History is also much more a part of New Zealand's popular culture. A growing interest in the study of medieval history (one of the specialty areas of Massey’s history programme) has been linked to the popularity of HBO fantasy drama series Game of Thrones, he says.
Skills you gain from studying history
Among transferable skills gained from studying history, one of the most important is being able to assess and understand the limitations of evidence and how difficult it is to know what happened in the past, and why.
“It’s not just a matter of training people to be knowledgeable. We have primary sources that we rely on and those have biases and missing pieces. What we're trying to do is to get away from the idea that historians are ‘flies on the wall’ that see everything and then write about the important bits. What we’re really doing is sifting through the rubble of earlier generations trying to work out what it means and how we can tell credible stories about it.”
How we decide what is important is, in itself, an ethical issue. “Whose viewpoint becomes extremely important.”
Telling the stories of ordinary people and all peoples
Until midway through the 19th century, most sources of history were archives written by the wealthy and the politically influential. “Ordinary people just don't get a voice.” Women’s voices, views and experiences were largely absent, as were other marginalised groups. The advent of government records for births, deaths, marriages, land titles and more, and of newspapers, postal services, widespread access to paper and ink, and increasingly literate populations meant that ordinary people could write about their daily lives in diaries and letters, creating more layers of historical data.
In 21st century Aotearoa, Professor Belgrave sees the challenges of developing a new curriculum tied in with acknowledging the diverse interpretations of the past, viewed from the post-colonial present.
He currently teaches two New Zealand history courses – a history of New Zealand's peoples, exploring the waves of migration that made up our society, and a second on Māori and colonisation, a subject he has written widely on. His 2017 book Dancing with the King, an exploration of diplomacy and peace-making in the decades between the Waikato War and the opening of the King Country after the 1860s, which last year won the University of Melbourne’s Ernest Scott Prize for the best Australasian history.

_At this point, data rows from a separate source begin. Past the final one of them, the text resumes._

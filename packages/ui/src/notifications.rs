//! Toast notifications for success and failure of user actions.

use std::time::Duration;

use api::ApiError;
use dioxus::prelude::*;

use crate::platform::sleep;

const AUTO_DISMISS: Duration = Duration::from_secs(5);

#[derive(Clone, Copy, Debug, PartialEq, Eq)]
pub enum NotificationKind {
    Success,
    Error,
}

#[derive(Clone, Debug, PartialEq)]
pub struct Notification {
    pub id: u64,
    pub kind: NotificationKind,
    pub title: String,
    pub description: String,
}

#[derive(Clone, Debug, Default)]
pub struct Notifications {
    pub entries: Vec<Notification>,
    next_id: u64,
}

impl Notifications {
    pub fn push(&mut self, kind: NotificationKind, title: &str, description: &str) -> u64 {
        self.next_id += 1;
        let id = self.next_id;
        self.entries.push(Notification {
            id,
            kind,
            title: title.to_string(),
            description: description.to_string(),
        });
        id
    }

    /// Error entry titled with the error code, showing the server's message.
    pub fn push_api_error(&mut self, err: &ApiError) -> u64 {
        tracing::warn!("{}: {}", err.code(), err.message());
        self.push(NotificationKind::Error, err.code(), err.message())
    }

    pub fn dismiss(&mut self, id: u64) {
        self.entries.retain(|n| n.id != id);
    }
}

pub fn use_notifications() -> Signal<Notifications> {
    use_context::<Signal<Notifications>>()
}

pub fn notify_success(notifications: &mut Signal<Notifications>, title: &str, description: &str) {
    tracing::info!("{}: {}", title, description);
    notifications
        .write()
        .push(NotificationKind::Success, title, description);
}

pub fn notify_error(notifications: &mut Signal<Notifications>, title: &str, description: &str) {
    tracing::warn!("{}: {}", title, description);
    notifications
        .write()
        .push(NotificationKind::Error, title, description);
}

/// Error toast titled with the error code, showing the server's message.
pub fn notify_api_error(notifications: &mut Signal<Notifications>, err: &ApiError) {
    notifications.write().push_api_error(err);
}

/// Provides the notification queue and renders it on top of `children`.
#[component]
pub fn NotificationProvider(children: Element) -> Element {
    let notifications = use_signal(Notifications::default);
    use_context_provider(|| notifications);

    let entries = notifications().entries.clone();

    rsx! {
        {children}
        div {
            class: "toast-stack",
            for entry in entries {
                Toast { key: "{entry.id}", notification: entry }
            }
        }
    }
}

#[component]
fn Toast(notification: Notification) -> Element {
    let mut notifications = use_notifications();
    let id = notification.id;

    use_future(move || async move {
        sleep(AUTO_DISMISS).await;
        notifications.write().dismiss(id);
    });

    rsx! {
        div {
            class: match notification.kind {
                NotificationKind::Success => "toast success",
                NotificationKind::Error => "toast error",
            },
            role: "status",
            div {
                class: "toast-text",
                strong { "{notification.title}" }
                span { "{notification.description}" }
            }
            button {
                class: "toast-close",
                onclick: move |_| notifications.write().dismiss(id),
                "×"
            }
        }
    }
}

As well as Māori history, a curriculum relevant to today’s young people needs to include the migration stories of all those living in our communities, including the English, Irish and Scots as well as Pasifika, Chinese, Indian and more, says Professor Belgrave, who has just been elected the incoming president of the New Zealand Historical Association.
Historians have to be involved in discussing what New Zealand history is, how interesting and important it is, and also be able to “break down prejudices that there is a good history and a bad history based on the politics of the present, and that some things have to be taught and others not,” he says. “It's our job to try and help, and participate in a broader public debate about the nature of New Zealand's past and the nature of the skills that we want people to have.”